In an apparent attempt to gain creditor support for the plan, the proposal contains scenarios by which pensioners and bondholders could benefit from the conversion of the Detroit Water and Sewerage Department into a cash-generating asset for the city.
But the region’s three county leaders refused to commit Friday to pay $1.88 billion to lease the Detroit Water and Sewerage Department.
“This isn’t just something to jump into because Detroit’s in bankruptcy and we’ve got to hurry,” Macomb County Executive Mark Hackel said.
Also on Friday, the city took legal action in the bankruptcy case to end a troubled $1.4 billion pension debt deal.
The confidential plan surfaced a month before a March 1 deadline for Detroit to secure additional concessions from creditor or force U.S. Bankruptcy Judge Steven Rhodes to implement cuts.
A leading national municipal finance analyst offered a grim review Friday of the city’s plan, saying it appears to be driven by Gov. Rick Snyder’s desire to settle the bankruptcy before September, when the Detroit City Council could legally vote to remove Orr from office.
“The focus seems to be on getting this completed before the November elections,” said Matt Fabian, managing director of Municipal Market Advisors in Concord, Mass.
Fabian, who reviewed the document for The Detroit News, said the plan follows a pattern the city’s lead bankruptcy firm, Jones Day, has displayed in prosecuting the Chapter 9 case.
“The point of these attorneys is to be able to damage the creditors as quickly as possible —that’s really the point of the bankruptcy to date,” Fabian said. “This plan is an attempt to help bully creditors into accepting the Jones Day terms.”
The document also may help the city’s attorneys “regain momentum” after Rhodes twice rejected an early settlement with two big banks, Fabian said.
Fabian said the plan’s treatment of bondholders getting paid pennies on the dollar could leave the city ostracized from the bond market for long-term borrowing for years to come.
And with the city’s casino and property tax revenues still in decline, Fabian said, the city’s finances are not stabilized enough to live without the ability to borrow money for economic development and improving services.
“A plan like this could have the city back in bankruptcy in five years,” Fabian said.
City to collect $47M per year
Under the city’s 40-year proposal for the water department, Detroit would maintain ownership of the utility and collect $47 million a year, which would help pay for retiree pensions and help bankroll Detroit’s revitalization.
“Some of the key areas we’re looking at are that Detroit maintains ownership, a revenue stream back to the city that also is a good deal for rate payers and we hope that pensioners’ rights can also be protected,” Wayne County Executive Robert Ficano said in a statement.
Detroit would be paid $47 million a year for 40 years — $1.88 billion total — and retain ownership of the facilities but would be outnumbered on a new board overseeing the newly created Great Lakes Water and Sewer Authority, according to a preliminary plan of adjustment obtained by The Detroit News.

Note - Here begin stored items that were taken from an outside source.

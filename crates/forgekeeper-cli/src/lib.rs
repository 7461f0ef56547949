//! # forgekeeper-cli
//!
//! Command-line interface for the forgekeeper engine.
//!
//! - **verify**: run an integrity sweep across every tier
//! - **status**: summarize tier health and the newest recoverable snapshot
//! - **snapshot**: bundle artifacts and push them to the remote tiers
//! - **restore**: run a supervised recovery into a target environment
//! - **prune**: apply retention, gated on the administrator credential
//! - **risk**: score anomaly indicators against the recovery threshold
//! - **drill**: rehearse a full restore into a throwaway target

pub mod cli;
pub mod config;
pub mod hooks;
pub mod output;

pub use cli::run;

The board would include two members each from Wayne, Oakland and Macomb counties, two city appointees and one from Snyder.
Detroit would become a wholesale customer of the authority, which would provide water and sewer service to about 4 million customers across southeast Michigan. Currently, Detroit cannot profit from the water department operations.

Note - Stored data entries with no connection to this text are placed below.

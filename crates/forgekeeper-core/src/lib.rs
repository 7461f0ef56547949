//! Core types for the forgekeeper backup engine.
//!
//! This crate provides the foundational model shared by every other
//! forgekeeper crate:
//!
//! - **Types**: snapshots, tiers, retention policies, verification
//!   results, recovery sessions, risk assessments
//! - **Errors**: the [`FkError`] taxonomy with per-class exit codes
//! - **Hashing**: streaming SHA-256 helpers for artifact checksums
//!
//! # Example
//!
//! ```rust,ignore
//! use forgekeeper_core::{Snapshot, VerificationResult, Result};
//!
//! fn newest_recoverable(results: &[VerificationResult]) -> Option<&VerificationResult> {
//!     results.iter().filter(|r| r.status.is_ok()).max_by_key(|r| &r.snapshot_id)
//! }
//! ```

mod error;
pub mod hash;
pub mod types;

pub use error::{FkError, Result};
pub use types::*;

The impact on rates for water and sewer customers remains unclear.
The $1.88 billion figure is down from the $9 billion price-tag floated to the suburbs last fall. Oakland County officials said they want to see additional savings.
“We’re moving in the right direction,” Oakland County Executive L. Brooks Patterson said. “We’ll see if there’s any more costs that can be cut.”
Patterson said he had not seen the proposal, but is leery about having the suburbs responsible for deferred maintenance, system upgrades and legacy costs.
“So we’re going to take our time and go over all of the details to make sure we don’t make any 40-year mistakes, if you know what I mean,” he said.
Hackel said he remains “confused about the whole process” and that Macomb and Oakland counties may need to hire their own consultants to study the plan.
“If we’re serious about creating an authority, we should do that first,” Hackel said. “And then figure out terms and conditions.”
State Rep. Kurt Heise, a longtime critic of DWSD and former Wayne County environmental director, said Friday the city’s new proposal “is really the best plan I’ve seen so far for the customer communities.”
“Certainly $47 million a year is a lot better than the $200 million a year, which was (Orr’s) original proposal,” said Heise, R-Plymouth, adding the plan would put Detroiters on the same level as suburban users.
“By treating them as regular customers of the system, it gets them to have more skin in the game,” Heise said.
Art would be held in trust
Under the plan, the DIA’s art collection, museum and assets would be held in a charitable trust and remain in Detroit forever, divorced from the whims of city finances and politics.
That effort would be funded by $370 million from 10 regional and national foundations, $350 million from the state and $100 million from DIA donors.
The money comes with strings, though. The city and donors want oversight of the new DIA charitable trust and “appropriate” financial oversight of the city’s pension funds, according to the plan.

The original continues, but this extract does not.